LAME library

Ok, now it’s work.
For the old version project is it ok? I tried to open one and requires a little bit of time to import but it’s fine.
I don’t understand what was the problem is the file bad? Or does this FFmpeg ruin the quality? Just to know.

I don’t understand what was the problem is the file bad?

MP3diags says it has an extra “unknown stream”.

This may have been said already, but awhile back Audacity would try to open any file named MP3, even it was actually an MP4 or something else, and it would just fail. But it would also usually open “bad” MP3s without problems (as long as the MP3 was playable).
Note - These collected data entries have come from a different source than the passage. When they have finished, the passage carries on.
//! Streaming random graph emission.
//!
//! Provides [`GraphEmitter`], which walks candidate vertex pairs, flips a
//! coin per pair, and writes each surviving edge as soon as it is drawn.

use std::io::Write;

use rand::Rng;
use tracing::{Span, debug, field, instrument};

use crate::{
    Result,
    error::GraphGenError,
    pairs::CandidatePairs,
    params::{EDGE_PROBABILITY, VertexCount, Weight},
    record::{Edge, GraphRecord},
};

/// Outcome of writing one graph listing.
#[derive(Clone, Copy, Debug, Eq, PartialEq)]
pub struct EmitSummary {
    /// Vertex count written in the `size` header.
    pub vertices: VertexCount,
    /// Number of candidate pairs that were considered.
    pub pairs: u128,
    /// Number of `edge` lines written.
    pub edges: u64,
}

/// Random graph emitter over an injected random source.
///
/// # Examples
/// ```
/// use gengraph_core::{GraphEmitter, VertexCount};
/// use rand::{SeedableRng, rngs::SmallRng};
///
/// let mut emitter = GraphEmitter::new(VertexCount::new(4), SmallRng::seed_from_u64(7));
/// let mut listing = Vec::new();
/// let summary = emitter.emit(&mut listing).expect("writing to a Vec succeeds");
///
/// let text = String::from_utf8(listing).expect("listing is UTF-8");
/// let mut lines = text.lines();
/// assert_eq!(lines.next(), Some("size 4"));
/// assert_eq!(lines.next(), Some("directed false"));
/// assert_eq!(lines.count() as u64, summary.edges);
/// assert!(u128::from(summary.edges) <= summary.pairs);
/// ```
#[derive(Debug, Clone)]
pub struct GraphEmitter<R> {
    vertices: VertexCount,
    rng: R,
}

impl<R: Rng> GraphEmitter<R> {
    /// Creates an emitter for `vertices` drawing randomness from `rng`.
    #[must_use]
    pub const fn new(vertices: VertexCount, rng: R) -> Self {
        Self { vertices, rng }
    }

    /// Returns the vertex count this emitter generates graphs for.
    #[must_use]
    pub const fn vertices(&self) -> VertexCount {
        self.vertices
    }

    /// Returns the `size` and `directed` records that open the listing.
    #[must_use]
    pub const fn header(&self) -> [GraphRecord; 2] {
        GraphRecord::header(self.vertices)
    }

    /// Returns a lazy iterator that draws the graph's edges.
    ///
    /// Each call starts a fresh enumeration from `(0, 1)` and continues to
    /// consume the emitter's random source.
    pub fn edges(&mut self) -> Edges<'_, R> {
        Edges {
            pairs: CandidatePairs::new(self.vertices),
            rng: &mut self.rng,
        }
    }

    /// Returns the header followed by freshly drawn edge records.
    pub fn records(&mut self) -> impl Iterator<Item = GraphRecord> + '_ {
        let header = self.header();
        header
            .into_iter()
            .chain(self.edges().map(GraphRecord::Edge))
    }

    /// Writes a complete listing to `writer`, one record per line.
    ///
    /// Edges are written as they are drawn; nothing is retained afterwards.
    /// The writer is not flushed.
    ///
    /// # Errors
    /// Returns [`GraphGenError::Write`] when the writer rejects a line.
    #[instrument(
        name = "core.emit",
        skip(self, writer),
        fields(
            vertices = %self.vertices,
            pairs = %self.vertices.pair_count(),
            edges = field::Empty,
        ),
    )]
    pub fn emit<W: Write>(&mut self, mut writer: W) -> Result<EmitSummary> {
        let vertices = self.vertices;
        let mut edges = 0_u64;
        for record in self.records() {
            writeln!(writer, "{record}").map_err(|source| GraphGenError::Write { source })?;
            if matches!(record, GraphRecord::Edge(_)) {
                edges += 1;
            }
        }

        Span::current().record("edges", edges);
        debug!(edges, "graph listing written");
        Ok(EmitSummary {
            vertices,
            pairs: vertices.pair_count(),
            edges,
        })
    }
}

/// Lazy iterator over the edges of one random graph.
///
/// Returned by [`GraphEmitter::edges`].
#[derive(Debug)]
pub struct Edges<'a, R: ?Sized> {
    pairs: CandidatePairs,
    rng: &'a mut R,
}

impl<R: Rng + ?Sized> Iterator for Edges<'_, R> {
    type Item = Edge;

    fn next(&mut self) -> Option<Self::Item> {
        loop {
            let (source, target) = self.pairs.next()?;
            if self.rng.gen_bool(EDGE_PROBABILITY) {
                let weight = Weight::sample(&mut *self.rng);
                return Some(Edge::ordered(source, target, weight));
            }
        }
    }

    fn size_hint(&self) -> (usize, Option<usize>) {
        (0, self.pairs.size_hint().1)
    }
}
//! Parsing and checking of graph listings for assertions in tests.
//!
//! The parser accepts the same grammar downstream graph tools read: a
//! `size <N>` line, a `directed <bool>` line, then any number of
//! `edge <i> <j> <w>` lines.

use thiserror::Error;

const MIN_WEIGHT: u64 = 1;
const MAX_WEIGHT: u64 = 10;

/// Edge line as parsed from a listing.
#[derive(Clone, Copy, Debug, Eq, Hash, PartialEq)]
pub struct ListedEdge {
    /// First vertex index on the line.
    pub source: usize,
    /// Second vertex index on the line.
    pub target: usize,
    /// Weight field.
    pub weight: u64,
}

/// Parsed graph listing.
#[derive(Clone, Debug, Default, Eq, PartialEq)]
pub struct Listing {
    /// Value of the `size` header.
    pub vertices: usize,
    /// Value of the `directed` header.
    pub directed: bool,
    /// Edge lines in output order.
    pub edges: Vec<ListedEdge>,
}

/// Problems found while parsing or checking a listing.
#[derive(Clone, Debug, Eq, Error, PartialEq)]
pub enum ListingError {
    /// A required header line was absent.
    #[error("line {line}: expected `{expected}` header")]
    MissingHeader {
        /// 1-based line number where the header was expected.
        line: usize,
        /// Keyword of the missing header.
        expected: &'static str,
    },
    /// A line did not match the grammar.
    #[error("line {line}: malformed record `{content}`")]
    Malformed {
        /// 1-based line number.
        line: usize,
        /// Offending line.
        content: String,
    },
    /// The graph was declared directed.
    #[error("listing declares a directed graph")]
    Directed,
    /// An edge referenced a vertex outside `0..N` or was not ordered.
    #[error("line {line}: edge ({source_vertex}, {target_vertex}) is invalid for {vertices} vertices")]
    InvalidEndpoints {
        /// 1-based line number.
        line: usize,
        /// First vertex index.
        source_vertex: usize,
        /// Second vertex index.
        target_vertex: usize,
        /// Declared vertex count.
        vertices: usize,
    },
    /// An edge weight fell outside `1..=10`.
    #[error("line {line}: weight {weight} is outside 1..=10")]
    WeightOutOfRange {
        /// 1-based line number.
        line: usize,
        /// Offending weight.
        weight: u64,
    },
    /// An edge did not follow its predecessor in lexicographic order.
    #[error("line {line}: edge is duplicated or out of order")]
    OutOfOrder {
        /// 1-based line number.
        line: usize,
    },
}

/// Number of header lines preceding the edges.
const HEADER_LINES: usize = 2;

/// Parses `text` into a [`Listing`].
///
/// # Errors
/// Returns [`ListingError`] when a header is missing or any line is
/// malformed.
///
/// # Examples
/// ```
/// use gengraph_test_support::listing::parse_listing;
///
/// let listing = parse_listing("size 3\ndirected false\nedge 0 2 7\n")
///     .expect("listing is well formed");
/// assert_eq!(listing.vertices, 3);
/// assert_eq!(listing.edges.len(), 1);
/// ```
pub fn parse_listing(text: &str) -> Result<Listing, ListingError> {
    let mut lines = text.lines();
    let vertices = parse_header(lines.next(), 1, "size", |value| value.parse::<usize>().ok())?;
    let directed = parse_header(lines.next(), 2, "directed", |value| match value {
        "true" => Some(true),
        "false" => Some(false),
        _ => None,
    })?;

    let edges = lines
        .enumerate()
        .map(|(offset, content)| parse_edge(offset + HEADER_LINES + 1, content))
        .collect::<Result<Vec<_>, _>>()?;

    Ok(Listing {
        vertices,
        directed,
        edges,
    })
}

fn parse_header<T>(
    line: Option<&str>,
    number: usize,
    keyword: &'static str,
    parse_value: impl Fn(&str) -> Option<T>,
) -> Result<T, ListingError> {
    let content = line.ok_or(ListingError::MissingHeader {
        line: number,
        expected: keyword,
    })?;
    let mut fields = content.split(' ');
    if fields.next() != Some(keyword) {
        return Err(ListingError::MissingHeader {
            line: number,
            expected: keyword,
        });
    }
    match (fields.next().and_then(parse_value), fields.next()) {
        (Some(value), None) => Ok(value),
        _ => Err(malformed(number, content)),
    }
}

fn parse_edge(number: usize, content: &str) -> Result<ListedEdge, ListingError> {
    let fields: Vec<&str> = content.split(' ').collect();
    let ["edge", source, target, weight] = fields.as_slice() else {
        return Err(malformed(number, content));
    };
    match (source.parse(), target.parse(), weight.parse()) {
        (Ok(source), Ok(target), Ok(weight)) => Ok(ListedEdge {
            source,
            target,
            weight,
        }),
        _ => Err(malformed(number, content)),
    }
}

fn malformed(line: usize, content: &str) -> ListingError {
    ListingError::Malformed {
        line,
        content: content.to_owned(),
    }
}

impl Listing {
    /// Number of unordered vertex pairs, `N·(N-1)/2`.
    #[must_use]
    pub fn pair_count(&self) -> u128 {
        let vertices = self.vertices as u128;
        vertices * vertices.saturating_sub(1) / 2
    }

    /// Checks the invariants every generated listing satisfies: undirected,
    /// `i < j < N`, weights within range, strictly increasing `(i, j)` order
    /// (hence no duplicates), and no more edges than pairs.
    ///
    /// # Errors
    /// Returns the first violation found.
    ///
    /// # Examples
    /// ```
    /// use gengraph_test_support::listing::{ListingError, parse_listing};
    ///
    /// let listing = parse_listing("size 2\ndirected false\nedge 1 0 3\n")
    ///     .expect("listing is well formed");
    /// assert!(matches!(
    ///     listing.check_generated(),
    ///     Err(ListingError::InvalidEndpoints { .. })
    /// ));
    /// ```
    pub fn check_generated(&self) -> Result<(), ListingError> {
        if self.directed {
            return Err(ListingError::Directed);
        }

        let mut previous: Option<(usize, usize)> = None;
        for (offset, edge) in self.edges.iter().enumerate() {
            let line = offset + HEADER_LINES + 1;
            if edge.source >= edge.target || edge.target >= self.vertices {
                return Err(ListingError::InvalidEndpoints {
                    line,
                    source_vertex: edge.source,
                    target_vertex: edge.target,
                    vertices: self.vertices,
                });
            }
            if !(MIN_WEIGHT..=MAX_WEIGHT).contains(&edge.weight) {
                return Err(ListingError::WeightOutOfRange {
                    line,
                    weight: edge.weight,
                });
            }
            let pair = (edge.source, edge.target);
            if previous.is_some_and(|before| before >= pair) {
                return Err(ListingError::OutOfOrder { line });
            }
            previous = Some(pair);
        }
        Ok(())
    }
}

#[cfg(test)]
mod tests {
    use super::*;

    use rstest::rstest;

    #[rstest]
    fn parses_header_and_edges() {
        let listing = match parse_listing("size 4\ndirected false\nedge 0 1 3\nedge 2 3 10\n") {
            Ok(listing) => listing,
            Err(err) => panic!("listing must parse: {err}"),
        };
        assert_eq!(listing.vertices, 4);
        assert!(!listing.directed);
        assert_eq!(
            listing.edges,
            [
                ListedEdge {
                    source: 0,
                    target: 1,
                    weight: 3
                },
                ListedEdge {
                    source: 2,
                    target: 3,
                    weight: 10
                },
            ]
        );
        assert_eq!(listing.check_generated(), Ok(()));
    }

    #[rstest]
    #[case::empty("", ListingError::MissingHeader { line: 1, expected: "size" })]
    #[case::no_directed("size 2\n", ListingError::MissingHeader { line: 2, expected: "directed" })]
    #[case::bad_size("size x\ndirected false\n", ListingError::Malformed { line: 1, content: "size x".to_owned() })]
    #[case::short_edge(
        "size 2\ndirected false\nedge 0 1\n",
        ListingError::Malformed { line: 3, content: "edge 0 1".to_owned() }
    )]
    fn rejects_malformed_listings(#[case] text: &str, #[case] expected: ListingError) {
        assert_eq!(parse_listing(text), Err(expected));
    }

    #[rstest]
    #[case::directed("size 2\ndirected true\n", ListingError::Directed)]
    #[case::zero_weight(
        "size 2\ndirected false\nedge 0 1 0\n",
        ListingError::WeightOutOfRange { line: 3, weight: 0 }
    )]
    #[case::out_of_bounds(
        "size 2\ndirected false\nedge 0 2 1\n",
        ListingError::InvalidEndpoints { line: 3, source_vertex: 0, target_vertex: 2, vertices: 2 }
    )]
    #[case::duplicate(
        "size 3\ndirected false\nedge 0 1 1\nedge 0 1 2\n",
        ListingError::OutOfOrder { line: 4 }
    )]
    fn check_generated_reports_violations(#[case] text: &str, #[case] expected: ListingError) {
        let listing = match parse_listing(text) {
            Ok(listing) => listing,
            Err(err) => panic!("listing must parse: {err}"),
        };
        assert_eq!(listing.check_generated(), Err(expected));
    }
}
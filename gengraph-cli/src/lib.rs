//! Support library for the gengraph CLI binary.
//!
//! Exposes argument handling and logging so tests can drive the command
//! without spawning a subprocess.

pub mod cli;
pub mod logging;
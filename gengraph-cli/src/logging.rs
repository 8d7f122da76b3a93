//! Logging initialisation for the gengraph CLI.
//!
//! Installs a global `tracing` subscriber that writes to `stderr`, leaving
//! `stdout` to the graph listing, and bridges the `log` facade.

use std::{env, sync::OnceLock};

use thiserror::Error;
use tracing_subscriber::{
    EnvFilter, Layer, fmt::format::FmtSpan, layer::SubscriberExt, util::SubscriberInitExt,
};

const LOG_FORMAT_ENV: &str = "GENGRAPH_LOG_FORMAT";
const DEFAULT_FILTER: &str = "warn";

static INITIALISED: OnceLock<()> = OnceLock::new();

/// Errors raised while initialising structured logging.
#[derive(Debug, Error)]
pub enum LoggingError {
    /// Environment variable contained invalid UTF-8 data.
    #[error("environment variable `{name}` contained invalid UTF-8: {source}")]
    InvalidUnicode {
        /// Name of the offending environment variable.
        name: &'static str,
        /// Underlying lookup failure.
        #[source]
        source: env::VarError,
    },
    /// Unsupported log format requested via `GENGRAPH_LOG_FORMAT`.
    #[error("unsupported log format `{provided}`; expected `human` or `json`")]
    UnsupportedFormat {
        /// Raw value supplied by the user.
        provided: String,
    },
    /// Failed to install the global tracing subscriber.
    #[error("failed to install tracing subscriber: {source}")]
    InstallFailed {
        /// Error raised by `tracing_subscriber`.
        #[source]
        source: tracing_subscriber::util::TryInitError,
    },
}

/// Output format of diagnostic logs.
#[derive(Debug, Clone, Copy, PartialEq, Eq)]
pub enum LogFormat {
    /// Human-readable lines.
    Human,
    /// One JSON object per line.
    Json,
}

/// Install global structured logging if it has not already been configured.
///
/// Logs default to human-readable output at `warn` level, so an ordinary run
/// writes nothing to `stderr`. `GENGRAPH_LOG_FORMAT=json` switches to JSON and
/// `RUST_LOG` overrides the level.
///
/// # Errors
/// Returns [`LoggingError`] if the environment variable contains invalid
/// Unicode or names an unsupported format.
pub fn init_logging() -> Result<(), LoggingError> {
    if INITIALISED.get().is_some() {
        return Ok(());
    }

    match install_subscriber() {
        Ok(()) => {}
        Err(LoggingError::InstallFailed { source }) => {
            eprintln!("structured logging already configured elsewhere: {source}");
        }
        Err(err) => return Err(err),
    }
    let _ = INITIALISED.set(());
    Ok(())
}

fn install_subscriber() -> Result<(), LoggingError> {
    let format = match env::var(LOG_FORMAT_ENV) {
        Ok(raw) => parse_log_format(&raw)?,
        Err(env::VarError::NotPresent) => LogFormat::Human,
        Err(err @ env::VarError::NotUnicode(_)) => Err(LoggingError::InvalidUnicode {
            name: LOG_FORMAT_ENV,
            source: err,
        })?,
    };

    let env_filter =
        EnvFilter::try_from_default_env().unwrap_or_else(|_| EnvFilter::new(DEFAULT_FILTER));

    let fmt_layer = tracing_subscriber::fmt::layer()
        .with_span_events(FmtSpan::CLOSE)
        .with_writer(std::io::stderr);

    let fmt_layer = match format {
        LogFormat::Json => fmt_layer
            .json()
            .with_current_span(true)
            .with_span_list(true)
            .boxed(),
        LogFormat::Human => fmt_layer.boxed(),
    };

    // `try_init` also installs the `log` bridge.
    tracing_subscriber::registry()
        .with(env_filter)
        .with(fmt_layer)
        .try_init()
        .map_err(|source| LoggingError::InstallFailed { source })
}

fn parse_log_format(raw: &str) -> Result<LogFormat, LoggingError> {
    match raw.trim().to_ascii_lowercase().as_str() {
        "human" => Ok(LogFormat::Human),
        "json" => Ok(LogFormat::Json),
        other => Err(LoggingError::UnsupportedFormat {
            provided: other.to_owned(),
        }),
    }
}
A lot of users were running into files that weren’t really MP3s so the developers added some checks to make sure it was really an MP3, and now if it found something wrong it pops-up a Window telling you to install FFmpeg (which can open MP4 and most other formats).

But then users started running into "invalid " MP3s. They were really MP3s but they wouldn’t open. Nobody expected that many bad/invalid MP3s so now we had a new problem…

So now I think they’ve made a compromise where it can open a file that’s not really an MP3 (with FFmpeg) as well as most imperfect MP3s.

Or does this FFmpeg ruin the quality? Just to know.

It should be fine. It sounds fine, right?

MP3 is lossy compression so it throws-away data to make the file smaller (it’s “smart” and it tries to throw-sway stuff you can’t hear anyway). _De_compressing the MP3 doesn’t do any further “damage”, except Steve mentioned that FFmpeg decodes to 16-bit integer (rather than floating-point which Audacity normally uses internally).

…Integer formats (like “regular” WAV files or CDs) can’t go over 0dB, but MP3s can. That means you can get [u]clipping[/u] (distortion) if you convert to Integer. Your file occasionally goes slightly over 0dB but I doubt you’ll hear the very-slight distortion.

If you hear an MP3 compression artifact it’s usually something else (from the lossy compression), not clipping.

As part of the lossy process some peaks get a little higher and some a little lower, so if you make an MP3 from a 0dB normalized WAV file, the MP3 often goes over 0dB and it will “show red” for (potential) clipping in Audacity. (Many of my MP3s ripped from CD’s “show red”.)